Gold jumps 1% as Fed signals patience on rate hikes, BoE holds fire
By Amy Caren Daniel
Gold prices jumped 1% on Thursday after the Federal Reserve indicated it would be patient on raising interest rates and as the Bank of England defied expectations of more hawkish policy.
Spot gold was up 1% to $1,787.26 per ounce at 1241 GMT, after touching a three-week low on Wednesday. U.S. gold futures for December delivery jumped 1.3% to $1,787.00 per ounce.
"Gold is trying to recover some of yesterday's losses and the market is taking some comfort from the fact that there was no strong signal with regards to future rate hikes from the Fed," Saxo Bank analyst Ole Hansen said.
The U.S. central said on Wednesday it would start trimming its massive bond-buying programme beginning this month, and stuck with its contention that high inflation would be transitory.
Following that, the Bank of England kept interest rates on hold on Thursday, dashing expectations for a hike that would have made it the first of the world's big central banks to raise rates after the pandemic.
"There was some nervousness ahead of ahead of the Bank of England announcement ... but since there was no change (in rates) that may have added additional bids to the market," Hansen said.

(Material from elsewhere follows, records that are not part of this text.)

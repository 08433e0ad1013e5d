use std::fmt;
use std::future::Future;
use std::time::Duration;

use futures::stream::{self, Stream};
use reqwest::header::{HeaderMap, HeaderValue, InvalidHeaderValue};
use reqwest::{RequestBuilder, StatusCode};
use serde::de::DeserializeOwned;
use serde::Deserialize;
use serde_json::Value;
use snafu::{ResultExt as _, Snafu};
use tracing::instrument;
use url::Url;

use crate::config::{base_url, TwitchConfig};

/// Largest page the streams endpoint serves.
pub const PAGE_SIZE: u8 = 100;

pub type Result<T, E = TwitchError> = std::result::Result<T, E>;

#[derive(Debug, Snafu)]
#[snafu(visibility(pub))]
pub enum TwitchError {
    #[snafu(display("the client id is not a valid header value: {source}"))]
    InvalidClientId { source: InvalidHeaderValue },

    #[snafu(display("could not build the twitch client: {source}"))]
    Client { source: reqwest::Error },

    #[snafu(display("could not build the {endpoint} url: {source}"))]
    Endpoint {
        endpoint: &'static str,
        source: url::ParseError,
    },

    #[snafu(display("request to {endpoint} failed: {source}"))]
    Request {
        endpoint: &'static str,
        source: reqwest::Error,
    },

    #[snafu(display("{endpoint} responded with {status}: {message}"))]
    Status {
        endpoint: &'static str,
        status: StatusCode,
        message: String,
    },

    #[snafu(display("{endpoint} returned a body that is not json: {source}"))]
    Decode {
        endpoint: &'static str,
        source: serde_json::Error,
    },

    #[snafu(display("{endpoint} returned an unexpected shape: {source}"))]
    Shape {
        endpoint: &'static str,
        source: serde_json::Error,
    },
}

impl TwitchError {
    /// Failures of the exchange itself, as opposed to a response whose
    /// content is not what the API documents.
    pub fn is_transport(&self) -> bool {
        matches!(
            self,
            TwitchError::Request { .. } | TwitchError::Status { .. } | TwitchError::Decode { .. }
        )
    }
}

/// App access token from the client-credentials grant.
#[derive(Clone, PartialEq, Eq)]
pub struct AccessToken(String);

impl AccessToken {
    pub fn new(token: impl Into<String>) -> Self {
        Self(token.into())
    }

    fn secret(&self) -> &str {
        &self.0
    }
}

impl fmt::Debug for AccessToken {
    fn fmt(&self, f: &mut fmt::Formatter<'_>) -> fmt::Result {
        f.write_str("AccessToken(***)")
    }
}

#[derive(Debug, Deserialize)]
struct TokenResponse {
    access_token: String,
}

#[derive(Debug, Deserialize)]
struct Games {
    #[serde(default)]
    data: Vec<Game>,
}

#[derive(Debug, Deserialize)]
struct Game {
    id: String,
}

/// One page of `GET /helix/streams`.
#[derive(Debug, Clone, PartialEq, Eq, Deserialize)]
pub struct StreamPage {
    #[serde(default)]
    pub data: Vec<LiveStream>,
    #[serde(default)]
    pub pagination: Pagination,
}

impl StreamPage {
    /// Cursor of the next page; an empty cursor means there is none.
    pub fn cursor(&self) -> Option<&str> {
        self.pagination.cursor.as_deref().filter(|cursor| !cursor.is_empty())
    }
}

#[derive(Debug, Clone, Default, PartialEq, Eq, Deserialize)]
pub struct Pagination {
    #[serde(default)]
    pub cursor: Option<String>,
}

/// Entry of a streams page. Only `title` is required of every entry; the
/// other fields are checked once a stream is kept.
#[derive(Debug, Clone, PartialEq, Eq, Deserialize)]
pub struct LiveStream {
    pub title: String,
    #[serde(default)]
    pub user_name: Option<String>,
    #[serde(default)]
    pub viewer_count: Option<u64>,
}

enum Cursor {
    First,
    After(String),
    Done,
}

/// Helix client authenticated as an application.
#[derive(Clone)]
pub struct Twitch {
    http: reqwest::Client,
    client_id: String,
    client_secret: String,
    auth_url: Url,
    helix_url: Url,
    page_pause: Duration,
}

impl Twitch {
    pub fn new(config: &TwitchConfig) -> Result<Self> {
        let mut headers = HeaderMap::new();
        let client_id = HeaderValue::from_str(&config.client_id).context(InvalidClientIdSnafu)?;
        headers.insert("client-id", client_id);

        let http = reqwest::Client::builder()
            .default_headers(headers)
            .build()
            .context(ClientSnafu)?;

        Ok(Self {
            http,
            client_id: config.client_id.clone(),
            client_secret: config.client_secret.clone(),
            auth_url: config.auth_url.clone(),
            helix_url: base_url(&config.helix_url),
            page_pause: config.page_pause,
        })
    }

    /// Exchanges the client id and secret for an app access token.
    #[instrument(skip(self))]
    pub async fn access_token(&self) -> Result<AccessToken> {
        let request = self.http.post(self.auth_url.clone()).query(&[
            ("client_id", self.client_id.as_str()),
            ("client_secret", self.client_secret.as_str()),
            ("grant_type", "client_credentials"),
        ]);

        let body = send("token", request).await?;
        let token: TokenResponse = shape("token", body)?;

        Ok(AccessToken(token.access_token))
    }

    /// Looks up the id of the game called `name`.
    ///
    /// A failed request is reported the same way as an unknown game: both
    /// return `None`.
    #[instrument(skip(self, token))]
    pub async fn game_id(&self, token: &AccessToken, name: &str) -> Result<Option<String>> {
        let url = self.endpoint("games")?;
        let request = self
            .http
            .get(url)
            .bearer_auth(token.secret())
            .query(&[("name", name)]);

        let body = match send("games", request).await {
            Ok(body) => body,
            Err(error) if error.is_transport() => {
                tracing::error!(%error, game = name, "failed to fetch game id");
                return Ok(None);
            }
            Err(error) => return Err(error),
        };

        let games: Games = shape("games", body)?;
        let Some(game) = games.data.into_iter().next() else {
            tracing::warn!(game = name, "no game found with that name");
            return Ok(None);
        };

        Ok(Some(game.id))
    }

    /// Live streams of `game_id`, one item per page.
    ///
    /// Nothing is requested until the stream is polled, and every call starts
    /// again from the first page. Pages are fetched while the API hands out a
    /// cursor, waiting `page_pause` between fetches. The first error is
    /// yielded and ends the stream.
    pub fn stream_pages<'a>(
        &'a self, token: &'a AccessToken, game_id: &'a str,
    ) -> impl Stream<Item = Result<StreamPage>> + Send + 'a {
        paginate(self.page_pause, move |after: Option<String>| async move {
            self.stream_page(token, game_id, after.as_deref()).await
        })
    }

    #[instrument(skip(self, token))]
    async fn stream_page(
        &self, token: &AccessToken, game_id: &str, after: Option<&str>,
    ) -> Result<StreamPage> {
        let url = self.endpoint("streams")?;
        let mut request = self
            .http
            .get(url)
            .bearer_auth(token.secret())
            .query(&[("game_id", game_id)])
            .query(&[("first", PAGE_SIZE)]);

        if let Some(after) = after {
            request = request.query(&[("after", after)]);
        }

        let body = send("streams", request).await?;
        let page: StreamPage = shape("streams", body)?;
        tracing::debug!(streams = page.data.len(), has_next = page.cursor().is_some(), "fetched page");

        Ok(page)
    }

    fn endpoint(&self, endpoint: &'static str) -> Result<Url> {
        self.helix_url.join(endpoint).context(EndpointSnafu { endpoint })
    }
}

/// Calls `fetch` with the cursor of the previous page (`None` first) until a
/// page comes back without one or a fetch fails, sleeping `pause` before every
/// fetch but the first.
pub(crate) fn paginate<F, Fut>(pause: Duration, fetch: F) -> impl Stream<Item = Result<StreamPage>>
where
    F: FnMut(Option<String>) -> Fut,
    Fut: Future<Output = Result<StreamPage>>,
{
    stream::unfold((Cursor::First, fetch), move |(cursor, mut fetch)| async move {
        let after = match cursor {
            Cursor::Done => return None,
            Cursor::First => None,
            Cursor::After(after) => {
                tokio::time::sleep(pause).await;
                Some(after)
            }
        };

        match fetch(after).await {
            Ok(page) => {
                let next = match page.cursor() {
                    Some(cursor) => Cursor::After(cursor.to_string()),
                    None => Cursor::Done,
                };
                Some((Ok(page), (next, fetch)))
            }
            Err(error) => Some((Err(error), (Cursor::Done, fetch))),
        }
    })
}

async fn send(endpoint: &'static str, request: RequestBuilder) -> Result<Value> {
    let response = request.send().await.context(RequestSnafu { endpoint })?;

    let status = response.status();
    if !status.is_success() {
        let message = response.text().await.unwrap_or_default();
        return StatusSnafu { endpoint, status, message }.fail();
    }

    let body = response.text().await.context(RequestSnafu { endpoint })?;
    serde_json::from_str(&body).context(DecodeSnafu { endpoint })
}

fn shape<T: DeserializeOwned>(endpoint: &'static str, body: Value) -> Result<T> {
    serde_json::from_value(body).context(ShapeSnafu { endpoint })
}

Ultra-loose U.S. monetary policy has helped drive gold sharply higher since the financial crisis of the late 2000s, with low interest rates cutting the opportunity cost of holding non-yielding assets and inflation fears stoking demand for a hedge.
Reduced stimulus and interest rate hikes tend to push government bond yields up, raising the opportunity cost of gold, which pays no interest.
Independent analyst Ross Norman said strong physical demand for gold was supporting market, as India's Diwali festival generally boosts sales of the precious metal.
Elsewhere, spot silver rose 1.2% to $23.79 per ounce. Platinum gained 0.8% to $1,037.35 per ounce and palladium jumped 2.2% to $2,043.54 per ounce.